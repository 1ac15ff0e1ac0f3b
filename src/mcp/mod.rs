//! MCP (Model Context Protocol) tool surface.

mod rag_tools;
pub mod server;
mod tools;

pub use server::McpServer;
pub use tools::{Tool, ToolHandler, ToolRegistry};
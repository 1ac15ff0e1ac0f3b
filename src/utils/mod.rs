//! Utility modules shared by the gateway, the invoker and the registry.
//!
//! - [`HttpClient`]: shared HTTP connection pool
//! - [`StreamSession`], [`paced`]: paced streaming of a completed answer
//! - [`validate_url`] and friends: profile field validation

mod http;
mod streaming;
mod validate;

pub use http::HttpClient;
pub use streaming::{
    into_frames, paced, tokenize, CancelHandle, StreamChunk, StreamSession, StreamState,
    DONE_MARKER, ERROR_MARKER, PROCESSING_NOTICE,
};
pub use validate::{
    validate_command, validate_env_name, validate_server_name, validate_timeout, validate_url,
    ValidationError,
};
//! # RAG Gateway
//!
//! Fronts a remote Agentic RAG engine. Callers register named server
//! profiles, query the engine (one question, a batch, or a health check),
//! and receive answers either whole or as a paced token stream.
//!
//! ## Architecture
//!
//! - [`registry`]: concurrent map of named server profiles
//! - [`rag`]: HTTP invoker for the RAG engine, with sentinel fallbacks
//! - [`gateway`]: façade operations and the axum HTTP surface
//! - [`mcp`]: the invoker's operations as MCP tools
//! - [`models`]: profiles and response bodies
//! - [`utils`]: HTTP client, streaming and validation
//! - [`config`]: configuration management

pub mod config;
pub mod gateway;
pub mod mcp;
pub mod models;
pub mod rag;
pub mod registry;
pub mod utils;

// Re-export commonly used types
pub use gateway::Gateway;
pub use models::{ServerConfigRequest, ServerProfile};
pub use rag::{InvocationResult, RagInvoker};
pub use registry::ConfigRegistry;

/// Library version
pub const VERSION: &str = env!("CARGO_PKG_VERSION");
= = =
What lines in the data include the string "filename"? Copy each one.

Result:
filename src/mcp/mod.rs
filename src/utils/mod.rs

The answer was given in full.